Problem description
Repeat the whole listing below, word for word.

------------------------

//! LLM-backed analysis provider speaking the chat-completions protocol.

use async_trait::async_trait;
use driftscope_core::{AnalysisRequest, AnalysisResult, Config, ConfigError, ParseError};
use serde::{Deserialize, Serialize};
use thiserror::Error;
use tracing::{debug, info, warn};

use crate::prompt::build_prompt;

pub const DEFAULT_API_BASE: &str = "https://api.openai.com/v1";

#[derive(Error, Debug)]
pub enum ProviderError {
    #[error("provider configuration: {0}")]
    Config(#[from] ConfigError),
    #[error("HTTP request failed: {0}")]
    Http(#[from] reqwest::Error),
    #[error("server returned {status}: {body}")]
    Server { status: u16, body: String },
    #[error("model returned no content")]
    EmptyResponse,
    #[error("failed to parse model output: {0}")]
    Parse(#[from] ParseError),
}

/// Produces a drift analysis for a `(source, translation)` pair.
#[async_trait]
pub trait AnalysisProvider: Send + Sync {
    async fn analyse(&self, request: &AnalysisRequest) -> Result<AnalysisResult, ProviderError>;

    /// Model identifier recorded alongside each stored analysis.
    fn model_name(&self) -> &str;
}

/// Chat-completions client (OpenAI-compatible endpoints).
pub struct ChatProvider {
    client: reqwest::Client,
    base_url: String,
    api_key: String,
    model: String,
    max_tokens: u32,
    temperature: f32,
}

#[derive(Debug, Serialize)]
struct ChatRequest<'a> {
    model: &'a str,
    max_tokens: u32,
    temperature: f32,
    messages: Vec<Message<'a>>,
}

#[derive(Debug, Serialize)]
struct Message<'a> {
    role: &'a str,
    content: &'a str,
}

#[derive(Debug, Deserialize)]
struct ChatResponse {
    #[serde(default)]
    choices: Vec<Choice>,
}

#[derive(Debug, Deserialize)]
struct Choice {
    message: ChoiceMessage,
}

#[derive(Debug, Deserialize)]
struct ChoiceMessage {
    #[serde(default)]
    content: Option<String>,
}

impl ChatResponse {
    fn into_text(self) -> Result<String, ProviderError> {
        self.choices
            .into_iter()
            .next()
            .and_then(|c| c.message.content)
            .filter(|text| !text.trim().is_empty())
            .ok_or(ProviderError::EmptyResponse)
    }
}

impl ChatProvider {
    /// Create a provider from validated configuration, targeting
    /// [`DEFAULT_API_BASE`].
    pub fn new(config: &Config) -> Result<Self, ProviderError> {
        config.require_provider()?;
        Ok(Self {
            client: reqwest::Client::new(),
            base_url: DEFAULT_API_BASE.to_string(),
            api_key: config.api_key.clone(),
            model: config.model_name.clone(),
            max_tokens: config.max_tokens,
            temperature: config.temperature,
        })
    }

    /// Point the client at another compatible endpoint, e.g.
    /// `http://localhost:11434/v1` (no trailing slash needed).
    pub fn with_base_url(mut self, base_url: &str) -> Self {
        self.base_url = base_url.trim_end_matches('/').to_string();
        self
    }

    /// Send a single-message prompt and return the raw reply text.
    pub async fn complete(&self, prompt: &str) -> Result<String, ProviderError> {
        let url = format!("{}/chat/completions", self.base_url);
        let body = ChatRequest {
            model: &self.model,
            max_tokens: self.max_tokens,
            temperature: self.temperature,
            messages: vec![Message {
                role: "user",
                content: prompt,
            }],
        };

        debug!(url = %url, model = %self.model, "calling chat completions");
        let resp = self
            .client
            .post(&url)
            .bearer_auth(&self.api_key)
            .json(&body)
            .send()
            .await?;
        let status = resp.status();
        if !status.is_success() {
            let body = resp.text().await.unwrap_or_default();
            return Err(ProviderError::Server {
                status: status.as_u16(),
                body,
            });
        }

        let reply: ChatResponse = resp.json().await?;
        reply.into_text()
    }
}

#[async_trait]
impl AnalysisProvider for ChatProvider {
    async fn analyse(&self, request: &AnalysisRequest) -> Result<AnalysisResult, ProviderError> {
        let prompt = build_prompt(&request.source, &request.translation);
        let text = self.complete(&prompt).await?;
        let analysis = driftscope_core::parse_provider_text(&text).map_err(|e| {
            let raw: String = text.chars().take(200).collect();
            warn!(error = %e, raw = %raw, "model output is not a drift analysis");
            e
        })?;
        info!(
            source_language = %analysis.source_language,
            translation_language = %analysis.translation_language,
            items = analysis.drift_items.len(),
            "drift analysis received"
        );
        Ok(analysis)
    }

    fn model_name(&self) -> &str {
        &self.model
    }
}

------------------------

Your response
//! LLM-backed analysis provider speaking the chat-completions protocol.

use async_trait::async_trait;
use driftscope_core::{AnalysisRequest, AnalysisResult, Config, ConfigError, ParseError};
use serde::{Deserialize, Serialize};
use thiserror::Error;
use tracing::{debug, info, warn};

use crate::prompt::build_prompt;

pub const DEFAULT_API_BASE: &str = "https://api.openai.com/v1";

#[derive(Error, Debug)]
pub enum ProviderError {
    #[error("provider configuration: {0}")]
    Config(#[from] ConfigError),
    #[error("HTTP request failed: {0}")]
    Http(#[from] reqwest::Error),
    #[error("server returned {status}: {body}")]
    Server { status: u16, body: String },
    #[error("model returned no content")]
    EmptyResponse,
    #[error("failed to parse model output: {0}")]
    Parse(#[from] ParseError),
}

/// Produces a drift analysis for a `(source, translation)` pair.
#[async_trait]
pub trait AnalysisProvider: Send + Sync {
    async fn analyse(&self, request: &AnalysisRequest) -> Result<AnalysisResult, ProviderError>;

    /// Model identifier recorded alongside each stored analysis.
    fn model_name(&self) -> &str;
}

/// Chat-completions client (OpenAI-compatible endpoints).
pub struct ChatProvider {
    client: reqwest::Client,
    base_url: String,
    api_key: String,
    model: String,
    max_tokens: u32,
    temperature: f32,
}

#[derive(Debug, Serialize)]
struct ChatRequest<'a> {
    model: &'a str,
    max_tokens: u32,
    temperature: f32,
    messages: Vec<Message<'a>>,
}

#[derive(Debug, Serialize)]
struct Message<'a> {
    role: &'a str,
    content: &'a str,
}

#[derive(Debug, Deserialize)]
struct ChatResponse {
    #[serde(default)]
    choices: Vec<Choice>,
}

#[derive(Debug, Deserialize)]
struct Choice {
    message: ChoiceMessage,
}

#[derive(Debug, Deserialize)]
struct ChoiceMessage {
    #[serde(default)]
    content: Option<String>,
}

impl ChatResponse {
    fn into_text(self) -> Result<String, ProviderError> {
        self.choices
            .into_iter()
            .next()
            .and_then(|c| c.message.content)
            .filter(|text| !text.trim().is_empty())
            .ok_or(ProviderError::EmptyResponse)
    }
}

impl ChatProvider {
    /// Create a provider from validated configuration, targeting
    /// [`DEFAULT_API_BASE`].
    pub fn new(config: &Config) -> Result<Self, ProviderError> {
        config.require_provider()?;
        Ok(Self {
            client: reqwest::Client::new(),
            base_url: DEFAULT_API_BASE.to_string(),
            api_key: config.api_key.clone(),
            model: config.model_name.clone(),
            max_tokens: config.max_tokens,
            temperature: config.temperature,
        })
    }

    /// Point the client at another compatible endpoint, e.g.
    /// `http://localhost:11434/v1` (no trailing slash needed).
    pub fn with_base_url(mut self, base_url: &str) -> Self {
        self.base_url = base_url.trim_end_matches('/').to_string();
        self
    }

    /// Send a single-message prompt and return the raw reply text.
    pub async fn complete(&self, prompt: &str) -> Result<String, ProviderError> {
        let url = format!("{}/chat/completions", self.base_url);
        let body = ChatRequest {
            model: &self.model,
            max_tokens: self.max_tokens,
            temperature: self.temperature,
            messages: vec![Message {
                role: "user",
                content: prompt,
            }],
        };

        debug!(url = %url, model = %self.model, "calling chat completions");
        let resp = self
            .client
            .post(&url)
            .bearer_auth(&self.api_key)
            .json(&body)
            .send()
            .await?;
        let status = resp.status();
        if !status.is_success() {
            let body = resp.text().await.unwrap_or_default();
            return Err(ProviderError::Server {
                status: status.as_u16(),
                body,
            });
        }

        let reply: ChatResponse = resp.json().await?;
        reply.into_text()
    }
}

#[async_trait]
impl AnalysisProvider for ChatProvider {
    async fn analyse(&self, request: &AnalysisRequest) -> Result<AnalysisResult, ProviderError> {
        let prompt = build_prompt(&request.source, &request.translation);
        let text = self.complete(&prompt).await?;
        let analysis = driftscope_core::parse_provider_text(&text).map_err(|e| {
            let raw: String = text.chars().take(200).collect();
            warn!(error = %e, raw = %raw, "model output is not a drift analysis");
            e
        })?;
        info!(
            source_language = %analysis.source_language,
            translation_language = %analysis.translation_language,
            items = analysis.drift_items.len(),
            "drift analysis received"
        );
        Ok(analysis)
    }

    fn model_name(&self) -> &str {
        &self.model
    }
}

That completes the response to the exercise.